Western Film WTF: La nave de los monstruos (Ship of Monsters) (1960)
The Mexican film "La nave de los monstruos" (translated as "Ship of Monsters") was given to me many years ago in an untranslated version by a friend who insisted it did not matter. It was not necessary to speak Spanish to enjoy the film.
He was right, in a way. The film works as sheer bewildering spectacle. For non-Spanish speakers (or those who speak very little Spanish, such as myself), it is possible to follow the film's balmy storyline, and enjoy it. In brief, it is as follows: A spaceship is piloted by two women in what looks to be the sort of swimwear pageant contestants wear. The ship is full of monsters.
They crash land in Mexico and meet a comical singing cowboy. One of the women turns into vampire and frees the monsters, who commit a few atrocities.
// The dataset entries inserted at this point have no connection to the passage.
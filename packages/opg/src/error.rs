use derive_more::{Display, Error};

use crate::{grammars::types::Terminal, precedence::table::Precedence};

#[derive(Debug, Display, Error, Clone, PartialEq, Eq)]
pub enum OpgError {
    #[display("incorrect grammar format in line {line}: {text}")]
    GrammarFormat { line: usize, text: String },

    #[display("invalid grammar: consecutive nonterminals in production {lhs} -> {production}")]
    InvalidGrammar { lhs: String, production: String },

    #[display("VT closure did not converge within {max_sweeps} sweep(s)")]
    ClosureDivergence { max_sweeps: usize },

    #[display(
        "conflicting precedence relations for ({left}, {right}): already '{existing}', also derived '{attempted}'"
    )]
    PrecedenceConflict {
        left: Terminal,
        right: Terminal,
        existing: Precedence,
        attempted: Precedence,
    },
}
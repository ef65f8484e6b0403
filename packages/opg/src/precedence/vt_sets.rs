use indexmap::{IndexMap, IndexSet};

use crate::{
    error::OpgError,
    grammars::{
        operator_precedence::OperatorPrecedenceGrammar,
        types::{NonTerminal, Production, ProductionSymbol, Terminal},
    },
};

/// Terminal-closure sets, one per nonterminal. Membership order carries no
/// meaning.
pub type VtSets = IndexMap<NonTerminal, IndexSet<Terminal>>;

/// Any finite grammar converges within |nonterminals| sweeps; hitting this
/// cap means the closure loop itself is broken.
pub const MAX_CLOSURE_SWEEPS: usize = 1000;

#[derive(Debug, Clone, Copy, PartialEq, Eq)]
enum ScanDirection {
    Forward,
    Backward,
}

impl ScanDirection {
    // The first two symbols in scan order; only these two can contribute
    // to the VT set of the production's left-hand side.
    fn leading_pair(self, production: &Production) -> (&ProductionSymbol, Option<&ProductionSymbol>) {
        let symbols = production.symbols();
        match self {
            ScanDirection::Forward => (&symbols[0], symbols.get(1)),
            ScanDirection::Backward => (
                &symbols[symbols.len() - 1],
                symbols.len().checked_sub(2).map(|i| &symbols[i]),
            ),
        }
    }
}

/// FIRST_VT: for each nonterminal, the terminals that can appear first in
/// some derivation from it.
pub fn first_vt(grammar: &OperatorPrecedenceGrammar) -> Result<VtSets, OpgError> {
    generate_vt(grammar, ScanDirection::Forward)
}

/// LAST_VT: for each nonterminal, the terminals that can appear last in
/// some derivation from it.
pub fn last_vt(grammar: &OperatorPrecedenceGrammar) -> Result<VtSets, OpgError> {
    generate_vt(grammar, ScanDirection::Backward)
}

fn generate_vt(
    grammar: &OperatorPrecedenceGrammar,
    direction: ScanDirection,
) -> Result<VtSets, OpgError> {
    let mut vt = grammar
        .non_terminals()
        .iter()
        .map(|nt| (nt.clone(), IndexSet::new()))
        .collect::<VtSets>();

    // An edge (P, Q) means VT(P) must eventually include all of VT(Q).
    let mut containment = IndexSet::new();

    for (lhs, productions) in grammar.productions() {
        for production in productions {
            let (head, next) = direction.leading_pair(production);
            match head {
                ProductionSymbol::Terminal(terminal) => {
                    vt[lhs].insert(terminal.clone());
                }
                ProductionSymbol::NonTerminal(nt) => {
                    // A self-edge carries no new information.
                    if nt != lhs {
                        containment.insert((lhs.clone(), nt.clone()));
                    }
                    if let Some(ProductionSymbol::Terminal(terminal)) = next {
                        vt[lhs].insert(terminal.clone());
                    }
                }
            }
        }
    }

    close(&mut vt, &containment, MAX_CLOSURE_SWEEPS)?;

    Ok(vt)
}

// Sweeps all containment edges until a full sweep adds nothing. Returns the
// number of sweeps taken.
fn close(
    vt: &mut VtSets,
    containment: &IndexSet<(NonTerminal, NonTerminal)>,
    max_sweeps: usize,
) -> Result<usize, OpgError> {
    let mut sweeps = 0;

    loop {
        sweeps += 1;
        if sweeps > max_sweeps {
            return Err(OpgError::ClosureDivergence { max_sweeps });
        }

        let mut changed = false;
        for (target, source) in containment {
            if target == source {
                continue;
            }

            let missing = match vt.get(source) {
                Some(set) => set
                    .iter()
                    .filter(|terminal| !vt[target].contains(*terminal))
                    .cloned()
                    .collect::<Vec<_>>(),
                None => continue,
            };

            if !missing.is_empty() {
                changed = true;
                vt[target].extend(missing);
            }
        }

        if !changed {
            return Ok(sweeps);
        }
    }
}
use opg::{
    grammars::OperatorPrecedenceGrammar,
    precedence::{first_vt, last_vt, PrecedenceTable},
};

fn arithmetic_grammar() {
    let grammar = OperatorPrecedenceGrammar::parse(
        "E -> E + T | T\n\
         T -> T * F | F\n\
         F -> ( E ) | i",
    )
    .unwrap();

    println!("Grammar:\n{}", grammar.definition());

    let first = first_vt(&grammar).unwrap();
    for (nt, terminals) in &first {
        println!(
            "FirstVT({}) = {{{}}}",
            nt,
            terminals
                .iter()
                .map(ToString::to_string)
                .collect::<Vec<_>>()
                .join(", ")
        );
    }

    let last = last_vt(&grammar).unwrap();
    for (nt, terminals) in &last {
        println!(
            "LastVT({}) = {{{}}}",
            nt,
            terminals
                .iter()
                .map(ToString::to_string)
                .collect::<Vec<_>>()
                .join(", ")
        );
    }

    let table = PrecedenceTable::try_from(&grammar).unwrap();
    println!("\nPrecedence Table:\n{}", table.relation_table());
}

fn conflicting_grammar() {
    let grammar = OperatorPrecedenceGrammar::parse(
        "S -> a B | A b\n\
         B -> b\n\
         A -> a",
    )
    .unwrap();

    println!("Grammar:\n{}", grammar.definition());

    match PrecedenceTable::try_from(&grammar) {
        Ok(table) => println!("Precedence Table:\n{}", table.relation_table()),
        Err(error) => println!("Error: {}", error),
    }
}

fn main() {
    arithmetic_grammar();
    conflicting_grammar();
}
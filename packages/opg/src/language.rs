use std::fmt::Display;

#[derive(Debug, Clone, PartialEq, Eq, Hash, PartialOrd, Ord)]
pub struct Symbol(String);

impl Symbol {
    pub fn new(s: impl Into<String>) -> Self {
        let s = s.into();
        assert!(!s.is_empty());
        Symbol(s)
    }

    pub fn as_str(&self) -> &str {
        &self.0
    }
}

impl Display for Symbol {
    fn fmt(&self, f: &mut std::fmt::Formatter<'_>) -> std::fmt::Result {
        write!(f, "{}", self.0)
    }
}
The remaining spacewoman and the cowboy (along with her robot) battle the monsters, and then, well, I'll spoil the ending: The robot flies off into space, serenading the cowboy's jukebox, who he has fallen in love with.
But there is a problem with approaching art like this. It is possible to treat Mexican film, and especvially Mexican films like this, as some sort of entertainingly beknighted place. It becomes easy to think of something like "La nave de los monstruos" as a sort of outsider art, and delight at a weirdness that we assume is the product of amateurishness.
There is always the risk of this sort of dismissiveness when dealing with Mexican art, but its especially compunded when you can't be bothered to try and understand the context of the art, and especially the language of the art. So while it is possible to enjoy "La nave de los monstruos" as a primitive oddity, it's not really fair to the work.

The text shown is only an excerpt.